* [Activity] Each line from the one that includes "pub fn next_deadline(&self)" to the last line of the data below should be set down exactly; no other lines are wanted.
─── Data excerpts ───
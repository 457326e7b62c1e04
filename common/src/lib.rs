//! vnetcalls 共通ライブラリ
//!
//! 設定型と共通エラー型

#![warn(missing_docs)]

/// 設定管理
pub mod config;

/// エラー型定義
pub mod error;
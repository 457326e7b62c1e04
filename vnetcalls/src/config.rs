//! Configuration management via environment variables
//!
//! Settings file and `VNETCALLS__*` variables are handled by
//! [`vnetcalls_common::config::AppSettings`]. This module covers the
//! process-level knobs read before the settings are loaded (logging), with
//! fallback to deprecated variable names.

use std::path::PathBuf;

/// Get an environment variable with fallback to a deprecated name
///
/// If the new variable name is set, returns its value.
/// If only the old (deprecated) variable name is set, returns its value
/// and logs a deprecation warning.
///
/// # Example
/// ```
/// use vnetcalls::config::get_env_with_fallback;
///
/// let level = get_env_with_fallback("VNETCALLS_LOG_LEVEL", "LOG_LEVEL");
/// ```
pub fn get_env_with_fallback(new_name: &str, old_name: &str) -> Option<String> {
    if let Ok(val) = std::env::var(new_name) {
        return Some(val);
    }
    if let Ok(val) = std::env::var(old_name) {
        tracing::warn!(
            "Environment variable '{}' is deprecated, use '{}' instead",
            old_name,
            new_name
        );
        return Some(val);
    }
    None
}

/// ログ設定
#[derive(Debug, Clone, PartialEq, Eq)]
pub struct LogSettings {
    /// `EnvFilter`ディレクティブ（例: `info`, `vnetcalls=debug,tower_http=info`）
    pub level: String,
    /// JSONログのローテーション出力先（未設定なら標準出力のみ）
    pub dir: Option<PathBuf>,
}

impl LogSettings {
    /// 環境変数から読み込む
    ///
    /// `VNETCALLS_LOG_LEVEL`（旧: `LOG_LEVEL`）→ `RUST_LOG` → `info` の順。
    /// `VNETCALLS_LOG_DIR`（旧: `LOG_DIR`）が空でなければファイル出力を有効化する。
    pub fn from_env() -> Self {
        let level = get_env_with_fallback("VNETCALLS_LOG_LEVEL", "LOG_LEVEL")
            .or_else(|| std::env::var("RUST_LOG").ok())
            .filter(|value| !value.trim().is_empty())
            .unwrap_or_else(|| "info".to_string());
        let dir = get_env_with_fallback("VNETCALLS_LOG_DIR", "LOG_DIR")
            .filter(|value| !value.trim().is_empty())
            .map(PathBuf::from);

        Self { level, dir }
    }
}
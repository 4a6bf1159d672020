use ratatui::{
    layout::Rect,
    style::Style,
    widgets::Block,
};

use crate::state::Palette;

/// Creates a bordered block in the page palette, accented when highlighted
pub fn themed_block<'a>(title: &'a str, palette: &Palette, highlighted: bool) -> Block<'a> {
    let border = if highlighted { palette.accent } else { palette.muted };
    Block::bordered()
        .title(title)
        .border_style(Style::new().fg(border))
        .style(Style::new().fg(palette.text).bg(palette.background))
}

/// Places a box of `width` columns starting at `x` (relative to `area.x`,
/// possibly negative) and clips it to `area`
pub fn clip_horizontal(area: Rect, x: i32, width: u16) -> Option<Rect> {
    let left = (area.x as i32 + x).max(area.x as i32);
    let right = (area.x as i32 + x + width as i32).min(area.right() as i32);
    if right <= left {
        return None;
    }
    Some(Rect::new(left as u16, area.y, (right - left) as u16, area.height))
}

/// A rectangle of at most `width` x `height` centered in `area`
pub fn centered(area: Rect, width: u16, height: u16) -> Rect {
    let width = width.min(area.width);
    let height = height.min(area.height);
    Rect::new(
        area.x + (area.width - width) / 2,
        area.y + (area.height - height) / 2,
        width,
        height,
    )
}
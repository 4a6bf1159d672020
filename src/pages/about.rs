use ratatui::{
    layout::Rect,
    text::Line,
    widgets::{Paragraph, Wrap},
    Frame,
};

use crate::render_context::RenderContext;
use crate::state::Section;
use crate::ui_utils::themed_block;

#[derive(Debug, Default)]
pub struct AboutPage;

impl AboutPage {
    pub fn new() -> Self {
        Self
    }

    pub fn render(&self, frame: &mut Frame, area: Rect, ctx: &RenderContext) {
        let block = themed_block("About", &ctx.palette, ctx.section_revealed(Section::About));
        let mut lines = Vec::new();
        for paragraph in &ctx.content.about {
            lines.push(Line::from(paragraph.as_str()));
            lines.push(Line::from(""));
        }
        frame.render_widget(
            Paragraph::new(lines).block(block).wrap(Wrap { trim: true }),
            area,
        );
    }
}
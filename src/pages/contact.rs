use ratatui::{
    layout::Rect,
    style::{Style, Stylize},
    text::{Line, Span},
    widgets::Paragraph,
    Frame,
};

use crate::render_context::RenderContext;
use crate::state::Section;
use crate::ui_utils::themed_block;

#[derive(Debug, Default)]
pub struct ContactPage;

impl ContactPage {
    pub fn new() -> Self {
        Self
    }

    pub fn render(&self, frame: &mut Frame, area: Rect, ctx: &RenderContext) {
        let palette = ctx.palette;
        let lines: Vec<Line> = ctx
            .content
            .contact
            .iter()
            .map(|c| {
                Line::from(vec![
                    Span::styled(format!("{:<10}", c.label), Style::new().fg(palette.accent).bold()),
                    Span::raw(c.value.as_str()),
                ])
            })
            .collect();
        frame.render_widget(
            Paragraph::new(lines).block(themed_block(
                "Contact",
                &palette,
                ctx.section_revealed(Section::Contact),
            )),
            area,
        );
    }
}
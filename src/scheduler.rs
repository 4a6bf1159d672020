//! Delayed task scheduling for UI timers
//!
//! Every timer in the page (slider lock release, resize debounce, section
//! scroll lock, typing cadence, loading fade) goes through a [`Scheduler`].
//! The scheduler keeps a logical clock instead of reading wall time, so the
//! event loop feeds it real elapsed time while tests step it by hand.
//!
//! # Usage
//!
//! ```
//! use std::time::Duration;
//! use folio::scheduler::Scheduler;
//!
//! let mut scheduler: Scheduler<&str> = Scheduler::new();
//! let handle = scheduler.schedule(Duration::from_millis(100), "debounce");
//! scheduler.cancel(handle);
//! scheduler.schedule(Duration::from_millis(100), "debounce");
//!
//! // Drain everything due up to the current time
//! let mut fired = Vec::new();
//! while let Some(task) = scheduler.next_due(Duration::from_millis(150)) {
//!     fired.push(task);
//! }
//! assert_eq!(fired, vec!["debounce"]);
//! ```

use std::time::Duration;

/// Identifies a scheduled task so it can be cancelled
#[derive(Debug, Clone, Copy, PartialEq, Eq, Hash)]
pub struct TaskHandle(u64);

#[derive(Debug)]
struct Entry<T> {
    id: u64,
    due: Duration,
    task: T,
}

/// Cancellable delayed tasks on a monotonic logical clock
#[derive(Debug)]
pub struct Scheduler<T> {
    now: Duration,
    next_id: u64,
    entries: Vec<Entry<T>>,
}

impl<T> Scheduler<T> {
    /// Create an empty scheduler with the clock at zero
    pub fn new() -> Self {
        Self {
            now: Duration::ZERO,
            next_id: 0,
            entries: Vec::new(),
        }
    }

    /// Current logical time
    pub fn now(&self) -> Duration {
        self.now
    }

    /// Schedule `task` to fire `delay` after the current logical time
    pub fn schedule(&mut self, delay: Duration, task: impl Into<T>) -> TaskHandle {
        let id = self.next_id;
        self.next_id += 1;
        self.entries.push(Entry {
            id,
            due: self.now + delay,
            task: task.into(),
        });
        TaskHandle(id)
    }

    /// Cancel a pending task
    ///
    /// Returns `false` when the task already fired or was cancelled before.
    pub fn cancel(&mut self, handle: TaskHandle) -> bool {
        let before = self.entries.len();
        self.entries.retain(|e| e.id != handle.0);
        self.entries.len() != before
    }

    /// Number of tasks waiting to fire
    pub fn pending(&self) -> usize {
        self.entries.len()
    }

    /// Due time of the earliest pending task
    pub fn next_deadline(&self) -> Option<Duration> {
        self.entries.iter().map(|e| e.due).min()
    }

    /// Pop the earliest task due at or before `until`
    ///
    /// The clock moves to the popped task's due time, so anything its handler
    /// schedules is timed from that moment. When nothing is due the clock
    /// moves to `until` and `None` is returned. Ties fire in scheduling order.
    pub fn next_due(&mut self, until: Duration) -> Option<T> {
        let position = self
            .entries
            .iter()
            .enumerate()
            .filter(|(_, e)| e.due <= until)
            .min_by_key(|(_, e)| (e.due, e.id))
            .map(|(i, _)| i);

        match position {
            Some(i) => {
                let entry = self.entries.swap_remove(i);
                self.now = self.now.max(entry.due);
                Some(entry.task)
            }
            None => {
                self.now = self.now.max(until);
                None
            }
        }
    }
}

impl<T> Default for Scheduler<T> {
    fn default() -> Self {
        Self::new()
    }
}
───
* [Answer space]
    pub fn next_deadline(&self) -> Option<Duration> {
        self.entries.iter().map(|e| e.due).min()
    }

    /// Pop the earliest task due at or before `until`
    ///
    /// The clock moves to the popped task's due time, so anything its handler
    /// schedules is timed from that moment. When nothing is due the clock
    /// moves to `until` and `None` is returned. Ties fire in scheduling order.
    pub fn next_due(&mut self, until: Duration) -> Option<T> {
        let position = self
            .entries
            .iter()
            .enumerate()
            .filter(|(_, e)| e.due <= until)
            .min_by_key(|(_, e)| (e.due, e.id))
            .map(|(i, _)| i);

        match position {
            Some(i) => {
                let entry = self.entries.swap_remove(i);
                self.now = self.now.max(entry.due);
                Some(entry.task)
            }
            None => {
                self.now = self.now.max(until);
                None
            }
        }
    }
}

impl<T> Default for Scheduler<T> {
    fn default() -> Self {
        Self::new()
    }
}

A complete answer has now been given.